## SUPPLIED RECORDS
━━━

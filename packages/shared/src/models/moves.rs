use serde::{Deserialize, Serialize};
use std::collections::BTreeMap;
use std::fmt;

use crate::models::game::Side;

#[derive(Debug, Clone, Copy, PartialEq, Eq, Hash, PartialOrd, Ord, Serialize, Deserialize)]
#[serde(rename_all = "lowercase")]
pub enum PieceKind {
    Pawn,
    Knight,
    Bishop,
    Rook,
    Queen,
    King,
}

impl PieceKind {
    /// Lowercase algebraic letter, as used in promotion suffixes.
    pub fn letter(&self) -> char {
        match self {
            PieceKind::Pawn => 'p',
            PieceKind::Knight => 'n',
            PieceKind::Bishop => 'b',
            PieceKind::Rook => 'r',
            PieceKind::Queen => 'q',
            PieceKind::King => 'k',
        }
    }

    /// Accepts `q` as well as `queen`, any case.
    pub fn from_promotion(value: &str) -> Option<PieceKind> {
        match value.trim().to_ascii_lowercase().as_str() {
            "q" | "queen" => Some(PieceKind::Queen),
            "r" | "rook" => Some(PieceKind::Rook),
            "b" | "bishop" => Some(PieceKind::Bishop),
            "n" | "knight" => Some(PieceKind::Knight),
            _ => None,
        }
    }
}

impl fmt::Display for PieceKind {
    fn fmt(&self, f: &mut fmt::Formatter<'_>) -> fmt::Result {
        let label = match self {
            PieceKind::Pawn => "Pawn",
            PieceKind::Knight => "Knight",
            PieceKind::Bishop => "Bishop",
            PieceKind::Rook => "Rook",
            PieceKind::Queen => "Queen",
            PieceKind::King => "King",
        };
        f.write_str(label)
    }
}

#[derive(Debug, Clone, PartialEq, Eq, Hash, Serialize, Deserialize)]
pub struct LegalMove {
    pub from: String,
    pub to: String,
    pub color: Side,
    pub piece: PieceKind,
    #[serde(default, skip_serializing_if = "Option::is_none")]
    pub promotion: Option<PieceKind>,
}

impl LegalMove {
    /// Long algebraic form, e.g. `e2e4` or `a7a8q`.
    pub fn uci(&self) -> String {
        match self.promotion {
            Some(piece) => format!("{}{}{}", self.from, self.to, piece.letter()),
            None => format!("{}{}", self.from, self.to),
        }
    }

    pub fn to_request(&self) -> MoveRequest {
        MoveRequest {
            from: self.from.clone(),
            to: self.to.clone(),
            promotion: self.promotion.map(|piece| piece.letter().to_string()),
        }
    }

    /// Whether a client-supplied move names this move.
    pub fn matches(&self, request: &MoveRequest) -> bool {
        if !self.from.eq_ignore_ascii_case(request.from.trim())
            || !self.to.eq_ignore_ascii_case(request.to.trim())
        {
            return false;
        }
        match (self.promotion, request.promotion_piece()) {
            (None, RequestedPromotion::None) => true,
            (Some(expected), RequestedPromotion::Piece(requested)) => expected == requested,
            _ => false,
        }
    }
}

/// A move as supplied by a client or a suggestion source: squares plus optional promotion.
#[derive(Debug, Clone, PartialEq, Eq, Serialize, Deserialize)]
pub struct MoveRequest {
    pub from: String,
    pub to: String,
    #[serde(default, skip_serializing_if = "Option::is_none")]
    pub promotion: Option<String>,
}

#[derive(Debug, Clone, Copy, PartialEq, Eq)]
pub enum RequestedPromotion {
    None,
    Piece(PieceKind),
    Invalid,
}

impl MoveRequest {
    pub fn new(from: &str, to: &str) -> Self {
        MoveRequest {
            from: from.to_string(),
            to: to.to_string(),
            promotion: None,
        }
    }

    pub fn with_promotion(from: &str, to: &str, promotion: &str) -> Self {
        MoveRequest {
            from: from.to_string(),
            to: to.to_string(),
            promotion: Some(promotion.to_string()),
        }
    }

    /// Parses `e2e4` / `e7e8q`.
    pub fn from_uci(uci: &str) -> Option<Self> {
        let uci = uci.trim();
        if !uci.is_ascii() || !(4..=5).contains(&uci.len()) {
            return None;
        }
        let promotion = uci.get(4..).filter(|p| !p.is_empty()).map(str::to_string);
        Some(MoveRequest {
            from: uci[0..2].to_string(),
            to: uci[2..4].to_string(),
            promotion,
        })
    }

    /// Suggestion sources often send `""` for "no promotion".
    pub fn promotion_piece(&self) -> RequestedPromotion {
        match self.promotion.as_deref().map(str::trim) {
            None | Some("") => RequestedPromotion::None,
            Some(value) => match PieceKind::from_promotion(value) {
                Some(piece) => RequestedPromotion::Piece(piece),
                None => RequestedPromotion::Invalid,
            },
        }
    }
}

/// Groups moves by the piece that makes them, for a piece-then-move selection flow.
pub fn group_by_piece(moves: &[LegalMove]) -> BTreeMap<(PieceKind, String), Vec<LegalMove>> {
    let mut grouped: BTreeMap<(PieceKind, String), Vec<LegalMove>> = BTreeMap::new();
    for mv in moves {
        grouped
            .entry((mv.piece, mv.from.clone()))
            .or_default()
            .push(mv.clone());
    }
    grouped
}
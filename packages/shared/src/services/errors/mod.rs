pub mod ai_move_service_errors;
pub mod chess_service_errors;
pub mod game_session_service_errors;
pub mod match_request_service_errors;
pub mod player_service_errors;
pub mod presentation_errors;
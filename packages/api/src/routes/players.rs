use axum::{
    extract::{Path, State},
    routing::get,
    Json, Router,
};

use crate::{error::ApiError, state::AppState};
use shared::models::game::GameSummary;
use shared::models::player::{LeaderboardEntry, PlayerIdentity, PlayerStats};

pub fn routes() -> Router<AppState> {
    Router::new()
        .route("/players/{id}", get(player_stats))
        .route("/players/{id}/history", get(player_history))
        .route("/leaderboard", get(leaderboard))
        .route("/ai/models", get(ai_models))
}

async fn player_stats(
    State(state): State<AppState>,
    Path(id): Path<String>,
) -> Result<Json<PlayerStats>, ApiError> {
    let stats = state
        .game_session_service
        .player_stats(&PlayerIdentity::human(id))
        .await?;
    Ok(Json(stats))
}

async fn player_history(
    State(state): State<AppState>,
    Path(id): Path<String>,
) -> Result<Json<Vec<GameSummary>>, ApiError> {
    let history = state
        .game_session_service
        .history(&PlayerIdentity::human(id))
        .await?;
    Ok(Json(history))
}

async fn leaderboard(
    State(state): State<AppState>,
) -> Result<Json<Vec<LeaderboardEntry>>, ApiError> {
    Ok(Json(state.player_service.leaderboard().await?))
}

async fn ai_models(State(state): State<AppState>) -> Json<Vec<String>> {
    Json(state.ai_move_service.models().to_vec())
}
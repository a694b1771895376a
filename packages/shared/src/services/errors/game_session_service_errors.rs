use crate::models::game::GameStatus;
use crate::models::player::PlayerIdentity;
use crate::repositories::errors::game_repository_errors::GameRepositoryError;
use crate::services::errors::chess_service_errors::ChessServiceError;
use crate::services::errors::player_service_errors::PlayerServiceError;
use crate::services::errors::presentation_errors::PresentationError;

#[derive(Debug)]
pub enum GameSessionServiceError {
    NoActiveGame,
    NotYourTurn,
    IllegalMove(String),
    /// The game had already reached this terminal status; it has now been settled.
    GameOver(GameStatus),
    AlreadyInGame(PlayerIdentity),
    UnknownModel(String),
    /// Stored state breaks an invariant, e.g. two active games for one player.
    InconsistentState(String),
    /// The position changed underneath this move.
    ConcurrentUpdate,
    PlayerError(PlayerServiceError),
    RepositoryError(GameRepositoryError),
    PresentationError(PresentationError),
}

impl std::fmt::Display for GameSessionServiceError {
    fn fmt(&self, f: &mut std::fmt::Formatter<'_>) -> std::fmt::Result {
        match self {
            GameSessionServiceError::NoActiveGame => write!(f, "You are not in a game"),
            GameSessionServiceError::NotYourTurn => write!(f, "It is not your turn"),
            GameSessionServiceError::IllegalMove(msg) => write!(f, "Illegal move: {}", msg),
            GameSessionServiceError::GameOver(status) => {
                write!(f, "The game is already over: {}", status)
            }
            GameSessionServiceError::AlreadyInGame(player) => {
                write!(f, "{} is already in a game", player.mention())
            }
            GameSessionServiceError::UnknownModel(model) => write!(f, "Unknown AI model: {}", model),
            GameSessionServiceError::InconsistentState(msg) => {
                write!(f, "Inconsistent game state: {}", msg)
            }
            GameSessionServiceError::ConcurrentUpdate => {
                write!(f, "The game changed while the move was being applied")
            }
            GameSessionServiceError::PlayerError(err) => write!(f, "Player error: {}", err),
            GameSessionServiceError::RepositoryError(err) => {
                write!(f, "Repository error: {}", err)
            }
            GameSessionServiceError::PresentationError(err) => {
                write!(f, "Presentation error: {}", err)
            }
        }
    }
}

impl std::error::Error for GameSessionServiceError {}

impl From<GameRepositoryError> for GameSessionServiceError {
    fn from(err: GameRepositoryError) -> Self {
        GameSessionServiceError::RepositoryError(err)
    }
}

impl From<PlayerServiceError> for GameSessionServiceError {
    fn from(err: PlayerServiceError) -> Self {
        GameSessionServiceError::PlayerError(err)
    }
}

impl From<PresentationError> for GameSessionServiceError {
    fn from(err: PresentationError) -> Self {
        GameSessionServiceError::PresentationError(err)
    }
}

impl From<ChessServiceError> for GameSessionServiceError {
    fn from(err: ChessServiceError) -> Self {
        match err {
            ChessServiceError::InvalidPosition(msg) => {
                GameSessionServiceError::InconsistentState(msg)
            }
            ChessServiceError::IllegalMove(mv) => GameSessionServiceError::IllegalMove(mv),
            ChessServiceError::InvalidSquare(square) => {
                GameSessionServiceError::IllegalMove(format!("invalid square '{}'", square))
            }
            ChessServiceError::InvalidPromotion(piece) => {
                GameSessionServiceError::IllegalMove(format!("invalid promotion piece '{}'", piece))
            }
        }
    }
}
use crate::repositories::errors::player_repository_errors::PlayerRepositoryError;

#[derive(Debug)]
pub enum PlayerServiceError {
    PlayerNotFound(String),
    RepositoryError(String),
}

impl std::fmt::Display for PlayerServiceError {
    fn fmt(&self, f: &mut std::fmt::Formatter<'_>) -> std::fmt::Result {
        match self {
            PlayerServiceError::PlayerNotFound(player) => write!(f, "Player not found: {}", player),
            PlayerServiceError::RepositoryError(msg) => write!(f, "Repository error: {}", msg),
        }
    }
}

impl std::error::Error for PlayerServiceError {}

impl From<PlayerRepositoryError> for PlayerServiceError {
    fn from(error: PlayerRepositoryError) -> Self {
        PlayerServiceError::RepositoryError(error.to_string())
    }
}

━━━

## DESCRIPTION OF THE TASK
If a line of the material contains the word "filename", pick it out and copy it.

## ANSWER FOR THE TASK
filename packages/shared/src/models/moves.rs
filename packages/shared/src/services/errors/mod.rs
filename packages/api/src/routes/players.rs
filename packages/shared/src/services/errors/game_session_service_errors.rs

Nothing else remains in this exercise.